» **ASSIGNMENT**:
Below are the records; output them exactly from the first line through the line with "pub struct RotationKeys", stopping there.

» **SUPPLIED DATA**:
//! Rotation sources: where the next rotation's key material comes from.
//!
//! A hardware wallet shows three values per rotation (address, H+1, H+2).
//! The core treats the provider as opaque behind [`RotationSource`].
//!
//! Hash fields are compared literally (see `validation`), so sources report
//! the successor keys themselves in the H+1 and H+2 slots.

use rand::RngCore;
use serde::{Deserialize, Serialize};

use crate::crypto::rotation_public_key_hex;
use crate::error::RotationError;

/// Key material for one rotation.
#[derive(Debug, Clone, PartialEq, Eq, Serialize, Deserialize)]
pub struct RotationKeys {
    /// Key authorizing this rotation's record.
    pub public_key: String,
    /// Commitment to the next rotation's key.
    pub h_plus_1: String,
    /// Commitment to the key two rotations ahead.
    pub h_plus_2: String,
}

/// A provider of rotation key material, indexed from 1.
pub trait RotationSource {
    fn next_rotation(&self, index: u32) -> Result<RotationKeys, RotationError>;
}

/// Returns fixed mock strings for every rotation.
#[derive(Debug, Clone, Copy, Default)]
pub struct MockRotationSource;

impl RotationSource for MockRotationSource {
    fn next_rotation(&self, index: u32) -> Result<RotationKeys, RotationError> {
        Ok(RotationKeys {
            public_key: format!("MockPubKey_for_Rotation{index}"),
            h_plus_1: format!("Mock_H+1_for_Rotation{index}"),
            h_plus_2: format!("Mock_H+2_for_Rotation{index}"),
        })
    }
}

/// Deterministic Ed25519 key ladder derived from a 32-byte seed.
///
/// Rotation `n` reports key `n`, key `n+1` and key `n+2`, so records filled
/// from consecutive rotations chain cleanly.
#[derive(Clone)]
pub struct SeededRotationSource {
    seed: [u8; 32],
}

impl SeededRotationSource {
    /// Create from a fixed seed.
    pub fn from_seed(seed: [u8; 32]) -> Self {
        Self { seed }
    }

    /// Create from a random seed.
    pub fn generate() -> Self {
        let mut seed = [0u8; 32];
        rand::thread_rng().fill_bytes(&mut seed);
        Self { seed }
    }
}

impl std::fmt::Debug for SeededRotationSource {
    fn fmt(&self, f: &mut std::fmt::Formatter<'_>) -> std::fmt::Result {
        f.write_str("SeededRotationSource([REDACTED])")
    }
}

impl RotationSource for SeededRotationSource {
    fn next_rotation(&self, index: u32) -> Result<RotationKeys, RotationError> {
        if index == 0 || index > u32::MAX - 2 {
            return Err(RotationError::InvalidIndex(index));
        }

        Ok(RotationKeys {
            public_key: rotation_public_key_hex(&self.seed, index),
            h_plus_1: rotation_public_key_hex(&self.seed, index + 1),
            h_plus_2: rotation_public_key_hex(&self.seed, index + 2),
        })
    }
}

#[cfg(test)]
mod tests {
    use super::*;
    use crate::record::{Output, Record};
    use crate::validation::validate_chain;

    #[test]
    fn test_mock_rotation_strings() {
        let keys = MockRotationSource.next_rotation(2).unwrap();
        assert_eq!(keys.public_key, "MockPubKey_for_Rotation2");
        assert_eq!(keys.h_plus_1, "Mock_H+1_for_Rotation2");
        assert_eq!(keys.h_plus_2, "Mock_H+2_for_Rotation2");
    }

    #[test]
    fn test_seeded_rejects_zero_index() {
        let source = SeededRotationSource::from_seed([0x11; 32]);
        assert!(matches!(
            source.next_rotation(0),
            Err(RotationError::InvalidIndex(0))
        ));
    }

    #[test]
    fn test_seeded_ladder_overlaps() {
        let source = SeededRotationSource::from_seed([0x11; 32]);
        let r1 = source.next_rotation(1).unwrap();
        let r2 = source.next_rotation(2).unwrap();

        assert_eq!(r1.h_plus_1, r2.public_key);
        assert_eq!(r1.h_plus_2, r2.h_plus_1);
    }

    #[test]
    fn test_seeded_scans_form_consistent_chain() {
        let source = SeededRotationSource::from_seed([0x07; 32]);

        let mut record1 = Record::new();
        record1.apply_rotation(&source.next_rotation(1).unwrap());

        let mut record2 = Record::new();
        record2.apply_rotation(&source.next_rotation(2).unwrap());
        record2.outputs = vec![Output::new("merchant", 10)];

        let mut record3 = Record::new();
        record3.apply_continuation_rotation(&source.next_rotation(3).unwrap(), &record2);

        assert!(record2.requires_continuation());
        let result = validate_chain(&record1, &record2, Some(&record3));
        assert!(result.ok, "unexpected errors: {:?}", result.errors);
    }

    #[test]
    fn test_debug_hides_seed() {
        let source = SeededRotationSource::from_seed([0xAB; 32]);
        assert!(!format!("{:?}", source).contains("171"));
    }
}
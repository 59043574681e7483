pub mod document;
pub mod llm;
pub mod observability;
pub mod persistence;
use axum::extract::Request;
use axum::http::HeaderValue;
use axum::middleware::Next;
use axum::response::Response;
use uuid::Uuid;

pub const REQUEST_ID_HEADER: &str = "x-request-id";

#[derive(Clone, Debug)]
pub struct RequestId(pub String);

/// Attach a request id to every request span and echo it on the response so
/// a single analysis can be traced across both pipeline stages.
pub async fn request_id_middleware(mut request: Request, next: Next) -> Response {
    let request_id = request
        .headers()
        .get(REQUEST_ID_HEADER)
        .and_then(|v| v.to_str().ok())
        .map(String::from)
        .unwrap_or_else(|| Uuid::new_v4().to_string());

    request
        .extensions_mut()
        .insert(RequestId(request_id.clone()));

    let span = tracing::info_span!(
        "request",
        request_id = %request_id,
        method = %request.method(),
        uri = %request.uri().path()
    );

    let _guard = span.enter();

    let mut response = next.run(request).await;

    if let Ok(header_value) = HeaderValue::from_str(&request_id) {
        response
            .headers_mut()
            .insert(REQUEST_ID_HEADER, header_value);
    }

    response
}
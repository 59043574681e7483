use async_trait::async_trait;

use crate::domain::MediaType;

/// Chat-style model invocation: one user turn, either a plain text prompt or
/// an image attachment paired with fixed instruction text. The backend is an
/// injected capability so tests can substitute a scripted client.
#[async_trait]
pub trait ModelClient: Send + Sync {
    async fn complete(&self, request: ModelRequest) -> Result<ModelReply, ModelClientError>;
}

#[derive(Debug, Clone)]
pub struct ModelRequest {
    pub max_tokens: u32,
    pub temperature: Option<f32>,
    pub content: UserContent,
}

#[derive(Debug, Clone)]
pub enum UserContent {
    Text(String),
    Image {
        media_type: MediaType,
        data: Vec<u8>,
        instruction: String,
    },
}

/// Ordered content blocks as returned by the model backend. Blocks without a
/// text payload (tool use, thinking) are carried but contribute nothing to
/// the concatenated reply.
#[derive(Debug, Clone, Default)]
pub struct ModelReply {
    pub blocks: Vec<ReplyBlock>,
}

#[derive(Debug, Clone)]
pub struct ReplyBlock {
    pub text: Option<String>,
}

impl ModelReply {
    /// Concatenate all text payloads in block order to form the raw reply.
    pub fn text(&self) -> String {
        self.blocks
            .iter()
            .filter_map(|b| b.text.as_deref())
            .collect()
    }
}

#[derive(Debug, thiserror::Error)]
pub enum ModelClientError {
    #[error("api request failed: {0}")]
    ApiRequestFailed(String),
    #[error("rate limited")]
    RateLimited,
    #[error("invalid response: {0}")]
    InvalidResponse(String),
}
use std::str::FromStr;

use super::Environment;

/// Immutable process configuration, read once at startup from environment
/// variables and passed into each component at construction.
#[derive(Debug, Clone)]
pub struct Settings {
    pub environment: Environment,
    pub server: ServerSettings,
    pub llm: LlmSettings,
    pub upload: UploadSettings,
    pub cors: CorsSettings,
}

#[derive(Debug, Clone)]
pub struct ServerSettings {
    pub host: String,
    pub port: u16,
}

#[derive(Debug, Clone)]
pub struct LlmSettings {
    pub api_key: String,
    pub model: String,
    pub max_tokens: u32,
    pub temperature: f32,
}

#[derive(Debug, Clone)]
pub struct UploadSettings {
    pub max_file_size_bytes: u64,
}

#[derive(Debug, Clone)]
pub struct CorsSettings {
    pub allowed_origins: Vec<String>,
}

#[derive(Debug, thiserror::Error)]
pub enum SettingsError {
    #[error("missing required environment variable: {0}")]
    MissingVar(&'static str),
    #[error("invalid value for {name}: {value}")]
    InvalidVar { name: &'static str, value: String },
}

impl Settings {
    pub fn from_env() -> Result<Self, SettingsError> {
        let api_key = std::env::var("ANTHROPIC_API_KEY")
            .map_err(|_| SettingsError::MissingVar("ANTHROPIC_API_KEY"))?;

        let environment = Environment::try_from(var_or("ENVIRONMENT", "development"))
            .map_err(|value| SettingsError::InvalidVar {
                name: "ENVIRONMENT",
                value,
            })?;

        Ok(Self {
            environment,
            server: ServerSettings {
                host: var_or("SERVICE_HOST", "0.0.0.0"),
                port: parsed_var("SERVICE_PORT", 8001)?,
            },
            llm: LlmSettings {
                api_key,
                model: var_or("CLAUDE_MODEL", "claude-3-5-sonnet-20241022"),
                max_tokens: parsed_var("CLAUDE_MAX_TOKENS", 4096)?,
                temperature: parsed_var("CLAUDE_TEMPERATURE", 0.3)?,
            },
            upload: UploadSettings {
                max_file_size_bytes: parsed_var("MAX_FILE_SIZE", 10_485_760)?,
            },
            cors: CorsSettings {
                allowed_origins: var_or(
                    "ALLOWED_ORIGINS",
                    "http://localhost:3000,http://localhost:3001",
                )
                .split(',')
                .map(|origin| origin.trim().to_string())
                .filter(|origin| !origin.is_empty())
                .collect(),
            },
        })
    }
}

fn var_or(name: &'static str, default: &str) -> String {
    std::env::var(name).unwrap_or_else(|_| default.to_string())
}

fn parsed_var<T: FromStr>(name: &'static str, default: T) -> Result<T, SettingsError> {
    match std::env::var(name) {
        Ok(value) => value
            .parse()
            .map_err(|_| SettingsError::InvalidVar { name, value }),
        Err(_) => Ok(default),
    }
}
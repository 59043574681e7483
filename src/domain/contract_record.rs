use chrono::{DateTime, Utc};
use uuid::Uuid;

use super::warranty::{AnalysisStatus, WarrantyAnalysis};

#[derive(Debug, Clone, Copy, PartialEq, Eq, Hash)]
pub struct ContractId(Uuid);

impl ContractId {
    #[allow(clippy::new_without_default)]
    pub fn new() -> Self {
        Self(Uuid::new_v4())
    }

    pub fn as_uuid(&self) -> Uuid {
        self.0
    }

    pub fn parse(s: &str) -> Option<Self> {
        Uuid::parse_str(s).ok().map(Self)
    }
}

/// A completed analysis as held by the contract store. The store itself is a
/// stub behind the `ContractRepository` port; durable backends are out of
/// scope.
#[derive(Debug, Clone, PartialEq)]
pub struct ContractRecord {
    pub id: ContractId,
    pub user_id: String,
    pub product_id: Option<String>,
    pub file_name: String,
    pub document_type: String,
    pub file_size: u64,
    pub contract_text: String,
    pub ocr_confidence: f32,
    pub page_count: usize,
    pub analysis: WarrantyAnalysis,
    pub start_date: Option<DateTime<Utc>>,
    pub expiry_date: Option<DateTime<Utc>>,
    pub model: String,
    pub status: AnalysisStatus,
    pub created_at: DateTime<Utc>,
    pub updated_at: DateTime<Utc>,
}
mod anthropic_client;
mod mock_model_client;

pub use anthropic_client::AnthropicClient;
pub use mock_model_client::MockModelClient;
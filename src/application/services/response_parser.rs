use serde::de::DeserializeOwned;
use serde_json::{Map, Value};

use crate::domain::WarrantyAnalysis;

/// Summary text of the minimal result returned when a reply cannot be
/// decoded at all.
pub const ANALYSIS_FAILURE_SUMMARY: &str = "Failed to analyze warranty contract";

/// Turn a raw model reply into a well-formed analysis.
///
/// This never fails outward: the model call is the expensive, non-retryable
/// step, so a formatting hiccup degrades the confidence score instead of
/// discarding the reply. Two tiers of degradation let consumers tell partial
/// trust from total failure: a decoded payload with a missing or out-of-range
/// confidence_score gets exactly 0.5, an undecodable payload yields the
/// minimal result with exactly 0.1.
pub fn parse_analysis_reply(raw: &str) -> WarrantyAnalysis {
    let payload = json_candidate(raw);

    let fields = match serde_json::from_str::<Value>(payload) {
        Ok(Value::Object(fields)) => fields,
        Ok(other) => {
            tracing::warn!(kind = json_kind(&other), "model reply decoded to a non-object");
            return failed_analysis();
        }
        Err(e) => {
            tracing::warn!(error = %e, "model reply is not valid JSON");
            return failed_analysis();
        }
    };

    let confidence_score = match fields.get("confidence_score").and_then(Value::as_f64) {
        Some(score) if (0.0..=1.0).contains(&score) => score as f32,
        reported => {
            tracing::warn!(?reported, "confidence_score missing or out of range, using 0.5");
            0.5
        }
    };

    WarrantyAnalysis {
        summary: string_field(&fields, "summary"),
        duration: optional_string(&fields, "duration"),
        duration_months: fields
            .get("duration_months")
            .and_then(Value::as_u64)
            .map(|m| m as u32),
        coverage_items: string_list(&fields, "coverage_items"),
        exclusions: string_list(&fields, "exclusions"),
        limitations: string_list(&fields, "limitations"),
        claim_procedure: optional_string(&fields, "claim_procedure"),
        claim_contacts: structured_field(&fields, "claim_contacts"),
        required_docs: string_list(&fields, "required_docs"),
        critical_dates: structured_field(&fields, "critical_dates"),
        transferable: fields.get("transferable").and_then(Value::as_bool),
        extended_options: optional_string(&fields, "extended_options"),
        critical_highlights: structured_field(&fields, "critical_highlights"),
        warning_highlights: structured_field(&fields, "warning_highlights"),
        info_highlights: structured_field(&fields, "info_highlights"),
        confidence_score,
    }
}

/// Candidate JSON payload: the span from the first `{` to the last `}`, to
/// shed any prose the model wrapped around its answer. Falls back to the
/// whole reply when no brace pair exists. Greedy by choice; a reply whose
/// prose itself contains stray braces can defeat this.
fn json_candidate(raw: &str) -> &str {
    match (raw.find('{'), raw.rfind('}')) {
        (Some(start), Some(end)) if start < end => &raw[start..=end],
        _ => raw,
    }
}

fn failed_analysis() -> WarrantyAnalysis {
    WarrantyAnalysis {
        summary: ANALYSIS_FAILURE_SUMMARY.to_string(),
        duration: None,
        duration_months: None,
        coverage_items: Vec::new(),
        exclusions: Vec::new(),
        limitations: Vec::new(),
        claim_procedure: None,
        claim_contacts: Default::default(),
        required_docs: Vec::new(),
        critical_dates: Vec::new(),
        transferable: None,
        extended_options: None,
        critical_highlights: Vec::new(),
        warning_highlights: Vec::new(),
        info_highlights: Vec::new(),
        confidence_score: 0.1,
    }
}

fn string_field(fields: &Map<String, Value>, key: &str) -> String {
    fields
        .get(key)
        .and_then(Value::as_str)
        .unwrap_or_default()
        .to_string()
}

fn optional_string(fields: &Map<String, Value>, key: &str) -> Option<String> {
    fields
        .get(key)
        .and_then(Value::as_str)
        .map(str::to_string)
}

fn string_list(fields: &Map<String, Value>, key: &str) -> Vec<String> {
    fields
        .get(key)
        .and_then(Value::as_array)
        .map(|items| {
            items
                .iter()
                .filter_map(Value::as_str)
                .map(str::to_string)
                .collect()
        })
        .unwrap_or_default()
}

/// Decode a nested structure, degrading to its empty default when the value
/// is missing or malformed.
fn structured_field<T>(fields: &Map<String, Value>, key: &str) -> T
where
    T: DeserializeOwned + Default,
{
    fields
        .get(key)
        .cloned()
        .and_then(|value| serde_json::from_value(value).ok())
        .unwrap_or_default()
}

fn json_kind(value: &Value) -> &'static str {
    match value {
        Value::Null => "null",
        Value::Bool(_) => "bool",
        Value::Number(_) => "number",
        Value::String(_) => "string",
        Value::Array(_) => "array",
        Value::Object(_) => "object",
    }
}
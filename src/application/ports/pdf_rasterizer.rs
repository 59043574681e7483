use async_trait::async_trait;

/// Rasterization capability for scanned PDFs: render up to `max_pages`
/// leading pages as PNG buffers for vision OCR.
#[async_trait]
pub trait PdfRasterizer: Send + Sync {
    async fn rasterize(
        &self,
        data: &[u8],
        max_pages: usize,
    ) -> Result<Vec<Vec<u8>>, PdfRasterizeError>;
}

#[derive(Debug, thiserror::Error)]
pub enum PdfRasterizeError {
    /// The rendering backend could not be loaded at all. Distinguished from
    /// a per-document failure so callers can surface a capability error
    /// instead of blaming the document.
    #[error("rasterizer unavailable: {0}")]
    Unavailable(String),
    #[error("rasterization failed: {0}")]
    Failed(String),
}
use std::sync::Arc;

use crate::application::ports::{
    ImageNormalizer, ModelClient, ModelClientError, ModelRequest, PdfRasterizeError, PdfRasterizer,
    PdfTextError, PdfTextExtractor, UserContent,
};
use crate::domain::{AcquiredText, MediaType};

use super::ocr_text::normalize_ocr_text;

/// Trimmed native text shorter than this marks a PDF as scanned.
const SCANNED_TEXT_THRESHOLD: usize = 50;

/// Upper bound on rasterized pages submitted for OCR. Cost control, not
/// configurable per call.
const OCR_PAGE_CAP: usize = 10;

const OCR_MAX_TOKENS: u32 = 2048;

pub const OCR_INSTRUCTION: &str = "Extract ALL text from this warranty document image.\n\
\n\
Include:\n\
- All headings and titles\n\
- All body text and paragraphs\n\
- Tables and lists\n\
- Fine print and footnotes\n\
- Contact information\n\
- Dates and numbers\n\
\n\
Preserve the structure and formatting as much as possible.\n\
Output ONLY the extracted text, nothing else.";

/// Text-acquisition stage of the pipeline. Picks one of three strategies by
/// media type: native PDF text extraction, per-page vision OCR of a
/// rasterized scanned PDF, or a single vision OCR call for an image upload.
pub struct AcquisitionService<M: ModelClient> {
    pdf_text: Arc<dyn PdfTextExtractor>,
    rasterizer: Option<Arc<dyn PdfRasterizer>>,
    normalizer: Arc<dyn ImageNormalizer>,
    model_client: Arc<M>,
}

impl<M: ModelClient> AcquisitionService<M> {
    pub fn new(
        pdf_text: Arc<dyn PdfTextExtractor>,
        rasterizer: Option<Arc<dyn PdfRasterizer>>,
        normalizer: Arc<dyn ImageNormalizer>,
        model_client: Arc<M>,
    ) -> Self {
        Self {
            pdf_text,
            rasterizer,
            normalizer,
            model_client,
        }
    }

    #[tracing::instrument(skip(self, data), fields(bytes = data.len()))]
    pub async fn extract(
        &self,
        data: &[u8],
        declared_mime: &str,
    ) -> Result<AcquiredText, AcquisitionError> {
        let media_type = MediaType::from_mime(declared_mime)
            .ok_or_else(|| AcquisitionError::UnsupportedMediaType(declared_mime.to_string()))?;

        match media_type {
            MediaType::Pdf => self.extract_pdf(data).await,
            MediaType::Png | MediaType::Jpeg => self.extract_image(data, media_type).await,
        }
    }

    async fn extract_pdf(&self, data: &[u8]) -> Result<AcquiredText, AcquisitionError> {
        let extracted = self.pdf_text.extract_pages(data).await?;
        let page_count = extracted.page_count();

        let parts: Vec<String> = extracted
            .pages
            .iter()
            .enumerate()
            .filter(|(_, text)| !text.trim().is_empty())
            .map(|(index, text)| format!("--- Page {} ---\n{}", index + 1, text))
            .collect();
        let text = parts.join("\n\n");

        if text.trim().len() < SCANNED_TEXT_THRESHOLD {
            tracing::warn!(
                chars = text.trim().len(),
                "PDF appears scanned or image-based, falling back to vision OCR"
            );
            return self.extract_scanned_pdf(data).await;
        }

        let confidence = if text.len() > 100 { 0.95 } else { 0.7 };

        tracing::info!(page_count, chars = text.len(), "native PDF text extraction complete");

        Ok(AcquiredText::new(
            text.trim().to_string(),
            confidence,
            page_count,
        ))
    }

    async fn extract_scanned_pdf(&self, data: &[u8]) -> Result<AcquiredText, AcquisitionError> {
        let rasterizer = self
            .rasterizer
            .as_ref()
            .ok_or_else(|| AcquisitionError::MissingCapability("pdf rasterization".to_string()))?;

        let pages = rasterizer
            .rasterize(data, OCR_PAGE_CAP)
            .await
            .map_err(|e| match e {
                PdfRasterizeError::Unavailable(msg) => AcquisitionError::MissingCapability(msg),
                PdfRasterizeError::Failed(msg) => AcquisitionError::ExtractionFailed(msg),
            })?;

        if pages.is_empty() {
            return Err(AcquisitionError::ExtractionFailed(
                "PDF rasterized to no pages".to_string(),
            ));
        }

        tracing::info!(page_count = pages.len(), "rasterization complete, starting vision OCR");

        let mut parts: Vec<String> = Vec::with_capacity(pages.len());
        for (index, png) in pages.iter().enumerate() {
            let page_text = self.ocr_image(png.clone(), MediaType::Png).await?;
            parts.push(format!("--- Page {} ---\n{}", index + 1, page_text));
        }

        let text = parts.join("\n\n");
        let confidence = if text.len() > 100 { 0.85 } else { 0.6 };
        let page_count = pages.len();

        Ok(AcquiredText::new(
            text.trim().to_string(),
            confidence,
            page_count,
        ))
    }

    async fn extract_image(
        &self,
        data: &[u8],
        declared: MediaType,
    ) -> Result<AcquiredText, AcquisitionError> {
        let normalized = self.normalizer.normalize(data, declared);
        let text = self
            .ocr_image(normalized.data, normalized.media_type)
            .await?;

        let confidence = if text.len() > 50 { 0.88 } else { 0.65 };

        tracing::info!(chars = text.len(), "image OCR complete");

        Ok(AcquiredText::new(text, confidence, 1))
    }

    async fn ocr_image(
        &self,
        data: Vec<u8>,
        media_type: MediaType,
    ) -> Result<String, AcquisitionError> {
        let reply = self
            .model_client
            .complete(ModelRequest {
                max_tokens: OCR_MAX_TOKENS,
                temperature: None,
                content: UserContent::Image {
                    media_type,
                    data,
                    instruction: OCR_INSTRUCTION.to_string(),
                },
            })
            .await?;

        Ok(normalize_ocr_text(&reply.text()))
    }
}

#[derive(Debug, thiserror::Error)]
pub enum AcquisitionError {
    #[error("unsupported media type: {0}")]
    UnsupportedMediaType(String),
    #[error("missing capability: {0}")]
    MissingCapability(String),
    #[error("extraction failed: {0}")]
    ExtractionFailed(String),
    #[error("model call: {0}")]
    ModelCall(#[from] ModelClientError),
}

impl From<PdfTextError> for AcquisitionError {
    fn from(e: PdfTextError) -> Self {
        match e {
            PdfTextError::ExtractionFailed(msg) => Self::ExtractionFailed(msg),
        }
    }
}
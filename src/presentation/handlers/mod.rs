mod analyze;
mod health;
mod responses;
mod warranty;

pub use analyze::analyze_handler;
pub use health::{health_handler, root_handler};
pub use responses::{ErrorResponse, WarrantyAnalysisResponse};
pub use warranty::{ReanalyzeRequest, get_warranty_handler, reanalyze_handler};
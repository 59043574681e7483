use async_trait::async_trait;

use crate::domain::{ContractId, ContractRecord};

/// Key-value style store for completed analyses. The shipped implementation
/// is an in-memory stub; a durable backend would slot in behind this port.
#[async_trait]
pub trait ContractRepository: Send + Sync {
    async fn create(&self, record: &ContractRecord) -> Result<(), RepositoryError>;
    async fn get(&self, id: ContractId) -> Result<Option<ContractRecord>, RepositoryError>;
    async fn update(&self, record: &ContractRecord) -> Result<(), RepositoryError>;
}

#[derive(Debug, thiserror::Error)]
pub enum RepositoryError {
    #[error("not found: {0}")]
    NotFound(String),
    #[error("storage failure: {0}")]
    StorageFailure(String),
}
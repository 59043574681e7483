use std::collections::VecDeque;
use std::sync::Mutex;

use async_trait::async_trait;

use crate::application::ports::{
    ModelClient, ModelClientError, ModelReply, ModelRequest, ReplyBlock,
};

/// Scripted model backend for tests: replies are handed out in order and
/// every request is recorded for assertions. Running out of scripted replies
/// is reported as an API failure so tests fail loudly.
#[derive(Default)]
pub struct MockModelClient {
    replies: Mutex<VecDeque<String>>,
    requests: Mutex<Vec<ModelRequest>>,
    repeat_last: bool,
}

impl MockModelClient {
    pub fn new<I, S>(replies: I) -> Self
    where
        I: IntoIterator<Item = S>,
        S: Into<String>,
    {
        Self {
            replies: Mutex::new(replies.into_iter().map(Into::into).collect()),
            requests: Mutex::new(Vec::new()),
            repeat_last: false,
        }
    }

    /// Same scripted reply for every call, without exhausting.
    pub fn repeating(reply: &str) -> Self {
        let mut mock = Self::new([reply]);
        mock.repeat_last = true;
        mock
    }

    pub fn requests(&self) -> Vec<ModelRequest> {
        self.requests.lock().expect("mock lock poisoned").clone()
    }

    pub fn call_count(&self) -> usize {
        self.requests.lock().expect("mock lock poisoned").len()
    }
}

#[async_trait]
impl ModelClient for MockModelClient {
    async fn complete(&self, request: ModelRequest) -> Result<ModelReply, ModelClientError> {
        self.requests
            .lock()
            .expect("mock lock poisoned")
            .push(request);

        let mut replies = self.replies.lock().expect("mock lock poisoned");
        let text = if self.repeat_last && replies.len() == 1 {
            replies[0].clone()
        } else {
            replies.pop_front().ok_or_else(|| {
                ModelClientError::ApiRequestFailed("no scripted reply left".to_string())
            })?
        };

        Ok(ModelReply {
            blocks: vec![ReplyBlock { text: Some(text) }],
        })
    }
}
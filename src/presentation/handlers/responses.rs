use chrono::{DateTime, Utc};
use serde::Serialize;

use crate::domain::{
    AnalysisStatus, ClaimContacts, ContractRecord, CriticalDate, Highlight,
};

#[derive(Serialize)]
pub struct ErrorResponse {
    pub error: String,
}

/// Full analysis payload returned to the caller, flattening the stored
/// record the way downstream consumers expect it.
#[derive(Serialize)]
pub struct WarrantyAnalysisResponse {
    pub id: String,
    pub status: AnalysisStatus,
    pub confidence_score: f32,

    pub document_type: String,
    pub file_name: String,
    pub file_size: u64,

    pub contract_text: String,
    pub ocr_confidence: f32,
    pub page_count: usize,

    pub ai_summary: String,

    pub duration: Option<String>,
    pub duration_months: Option<u32>,
    pub start_date: Option<DateTime<Utc>>,
    pub expiry_date: Option<DateTime<Utc>>,

    pub coverage_items: Vec<String>,
    pub exclusions: Vec<String>,
    pub limitations: Vec<String>,

    pub claim_procedure: Option<String>,
    pub claim_contacts: ClaimContacts,
    pub required_docs: Vec<String>,

    pub critical_dates: Vec<CriticalDate>,

    pub transferable: Option<bool>,
    pub extended_options: Option<String>,

    pub critical_highlights: Vec<Highlight>,
    pub warning_highlights: Vec<Highlight>,
    pub info_highlights: Vec<Highlight>,

    pub ai_model: String,
    pub analysis_date: DateTime<Utc>,
    pub created_at: DateTime<Utc>,
    pub updated_at: DateTime<Utc>,
}

impl From<&ContractRecord> for WarrantyAnalysisResponse {
    fn from(record: &ContractRecord) -> Self {
        let analysis = &record.analysis;
        Self {
            id: record.id.as_uuid().to_string(),
            status: record.status,
            confidence_score: analysis.confidence_score,
            document_type: record.document_type.clone(),
            file_name: record.file_name.clone(),
            file_size: record.file_size,
            contract_text: record.contract_text.clone(),
            ocr_confidence: record.ocr_confidence,
            page_count: record.page_count,
            ai_summary: analysis.summary.clone(),
            duration: analysis.duration.clone(),
            duration_months: analysis.duration_months,
            start_date: record.start_date,
            expiry_date: record.expiry_date,
            coverage_items: analysis.coverage_items.clone(),
            exclusions: analysis.exclusions.clone(),
            limitations: analysis.limitations.clone(),
            claim_procedure: analysis.claim_procedure.clone(),
            claim_contacts: analysis.claim_contacts.clone(),
            required_docs: analysis.required_docs.clone(),
            critical_dates: analysis.critical_dates.clone(),
            transferable: analysis.transferable,
            extended_options: analysis.extended_options.clone(),
            critical_highlights: analysis.critical_highlights.clone(),
            warning_highlights: analysis.warning_highlights.clone(),
            info_highlights: analysis.info_highlights.clone(),
            ai_model: record.model.clone(),
            analysis_date: record.updated_at,
            created_at: record.created_at,
            updated_at: record.updated_at,
        }
    }
}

» **ANSWER BOX**:
//! Rotation sources: where the next rotation's key material comes from.
//!
//! A hardware wallet shows three values per rotation (address, H+1, H+2).
//! The core treats the provider as opaque behind [`RotationSource`].
//!
//! Hash fields are compared literally (see `validation`), so sources report
//! the successor keys themselves in the H+1 and H+2 slots.

use rand::RngCore;
use serde::{Deserialize, Serialize};

use crate::crypto::rotation_public_key_hex;
use crate::error::RotationError;

/// Key material for one rotation.
#[derive(Debug, Clone, PartialEq, Eq, Serialize, Deserialize)]
pub struct RotationKeys {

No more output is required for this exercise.